(Stored data entries)
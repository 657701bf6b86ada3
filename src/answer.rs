//! Answer composition — free text → canned response descriptor.
//!
//! DESIGN
//! ======
//! Resolution order: preset trigger phrase, preset alias, chart-intent
//! keywords, then a plain acknowledgment. Chart numbers are never stored in
//! presets; every chart answer gets a fresh 7-point series from the injected
//! [`RandomSource`], while table/image/list payloads are copied verbatim.

use std::sync::Arc;

use serde::Serialize;

use crate::presets::{ChartKind, ImageSpec, PresetEntry, PresetTable, TableSpec};
use crate::random::RandomSource;

#[cfg(test)]
#[path = "answer_test.rs"]
mod tests;

pub const WEEKDAYS: [&str; 7] = ["Mon", "Tue", "Wed", "Thu", "Fri", "Sat", "Sun"];
pub const SERIES_MIN: u32 = 20;
pub const SERIES_MAX: u32 = 120;
pub const SERIES_LABEL: &str = "访问量";
pub const DEFAULT_TEXT: &str = "好的。";

const CHART_KEYWORDS: [&str; 6] = ["图", "chart", "柱状", "折线", "line", "bar"];
const LINE_KEYWORDS: [&str; 2] = ["折线", "line"];

// =============================================================================
// TYPES
// =============================================================================

/// Chart kinds that actually render.
#[derive(Debug, Clone, Copy, PartialEq, Eq, Serialize)]
#[serde(rename_all = "lowercase")]
pub enum ChartType {
    Bar,
    Line,
}

impl ChartType {
    fn from_kind(kind: ChartKind) -> Option<Self> {
        match kind {
            ChartKind::None => None,
            ChartKind::Bar => Some(Self::Bar),
            ChartKind::Line => Some(Self::Line),
        }
    }
}

/// Styling hints for the browser chart library.
#[derive(Debug, Clone, PartialEq, Serialize)]
#[serde(rename_all = "camelCase")]
pub struct ChartStyle {
    pub border_color: &'static str,
    pub background_color: &'static str,
    pub fill: bool,
    pub tension: f64,
    pub point_radius: u32,
    pub point_background_color: &'static str,
}

impl ChartStyle {
    #[must_use]
    pub fn for_type(kind: ChartType) -> Self {
        match kind {
            ChartType::Bar => Self {
                border_color: "#6ea8fe",
                background_color: "rgba(110,168,254,0.35)",
                fill: true,
                tension: 0.35,
                point_radius: 0,
                point_background_color: "#6ea8fe",
            },
            ChartType::Line => Self {
                border_color: "#6ea8fe",
                background_color: "transparent",
                fill: false,
                tension: 0.35,
                point_radius: 3,
                point_background_color: "#6ea8fe",
            },
        }
    }
}

/// Declarative chart description handed to the renderer.
#[derive(Debug, Clone, PartialEq, Serialize)]
pub struct ChartSpec {
    pub kind: ChartType,
    pub categories: Vec<String>,
    pub series: Vec<u32>,
    pub label: &'static str,
    pub style: ChartStyle,
}

impl ChartSpec {
    /// Weekday chart with a freshly drawn series.
    pub fn weekly<R: RandomSource + ?Sized>(kind: ChartType, random: &mut R) -> Self {
        Self {
            kind,
            categories: WEEKDAYS.iter().map(|d| (*d).to_string()).collect(),
            series: WEEKDAYS
                .iter()
                .map(|_| random.uniform_int(SERIES_MIN, SERIES_MAX))
                .collect(),
            label: SERIES_LABEL,
            style: ChartStyle::for_type(kind),
        }
    }
}

/// What the assistant says back.
#[derive(Debug, Clone, PartialEq, Serialize)]
#[serde(rename_all = "camelCase")]
pub struct ResponseDescriptor {
    pub text: String,
    #[serde(skip_serializing_if = "Option::is_none")]
    pub chart_spec: Option<ChartSpec>,
    #[serde(skip_serializing_if = "Option::is_none")]
    pub table_spec: Option<TableSpec>,
    #[serde(skip_serializing_if = "Option::is_none")]
    pub image_spec: Option<ImageSpec>,
    #[serde(skip_serializing_if = "Option::is_none")]
    pub list_spec: Option<Vec<String>>,
}

impl ResponseDescriptor {
    /// Text-only answer.
    #[must_use]
    pub fn text(text: impl Into<String>) -> Self {
        Self { text: text.into(), chart_spec: None, table_spec: None, image_spec: None, list_spec: None }
    }

    /// True when no chart, table, image or list is attached.
    #[must_use]
    pub fn is_text_only(&self) -> bool {
        self.chart_spec.is_none() && self.table_spec.is_none() && self.image_spec.is_none() && self.list_spec.is_none()
    }
}

// =============================================================================
// COMPOSER
// =============================================================================

/// Maps user text to a [`ResponseDescriptor`] using a preset table.
#[derive(Debug, Clone)]
pub struct AnswerComposer {
    presets: Arc<PresetTable>,
}

impl AnswerComposer {
    #[must_use]
    pub fn new(presets: Arc<PresetTable>) -> Self {
        Self { presets }
    }

    #[must_use]
    pub fn presets(&self) -> &PresetTable {
        &self.presets
    }

    /// Compose the answer for `user_text`. Total: every input yields a
    /// descriptor, unmatched input gets [`DEFAULT_TEXT`].
    pub fn compose<R: RandomSource + ?Sized>(&self, user_text: &str, random: &mut R) -> ResponseDescriptor {
        if let Some(preset) = self.presets.find(user_text) {
            tracing::debug!(trigger = %preset.trigger_phrase, "preset matched");
            return from_preset(preset, random);
        }

        if let Some(kind) = detect_chart_intent(user_text) {
            tracing::debug!(?kind, "chart intent matched");
            let text = match kind {
                ChartType::Line => "这是折线图：",
                ChartType::Bar => "这是柱状图：",
            };
            return ResponseDescriptor {
                chart_spec: Some(ChartSpec::weekly(kind, random)),
                ..ResponseDescriptor::text(text)
            };
        }

        ResponseDescriptor::text(DEFAULT_TEXT)
    }
}

fn from_preset<R: RandomSource + ?Sized>(preset: &PresetEntry, random: &mut R) -> ResponseDescriptor {
    ResponseDescriptor {
        text: preset.response_text.clone(),
        chart_spec: ChartType::from_kind(preset.chart_kind).map(|kind| ChartSpec::weekly(kind, random)),
        table_spec: preset.table.clone(),
        image_spec: preset.image.clone(),
        list_spec: preset.list.clone(),
    }
}

/// Keyword fallback: `Some(kind)` when the text asks for a chart at all.
#[must_use]
pub fn detect_chart_intent(user_text: &str) -> Option<ChartType> {
    let lower = user_text.to_lowercase();
    if !CHART_KEYWORDS.iter().any(|k| lower.contains(k)) {
        return None;
    }
    if LINE_KEYWORDS.iter().any(|k| lower.contains(k)) {
        Some(ChartType::Line)
    } else {
        Some(ChartType::Bar)
    }
}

Exercise requirements.
Reproduce exactly the lines from the one with "let lower = user_text.to_lowercase();" through the end of the entries above, both ends included.

Problem solution.
    let lower = user_text.to_lowercase();
    if !CHART_KEYWORDS.iter().any(|k| lower.contains(k)) {
        return None;
    }
    if LINE_KEYWORDS.iter().any(|k| lower.contains(k)) {
        Some(ChartType::Line)
    } else {
        Some(ChartType::Bar)
    }
}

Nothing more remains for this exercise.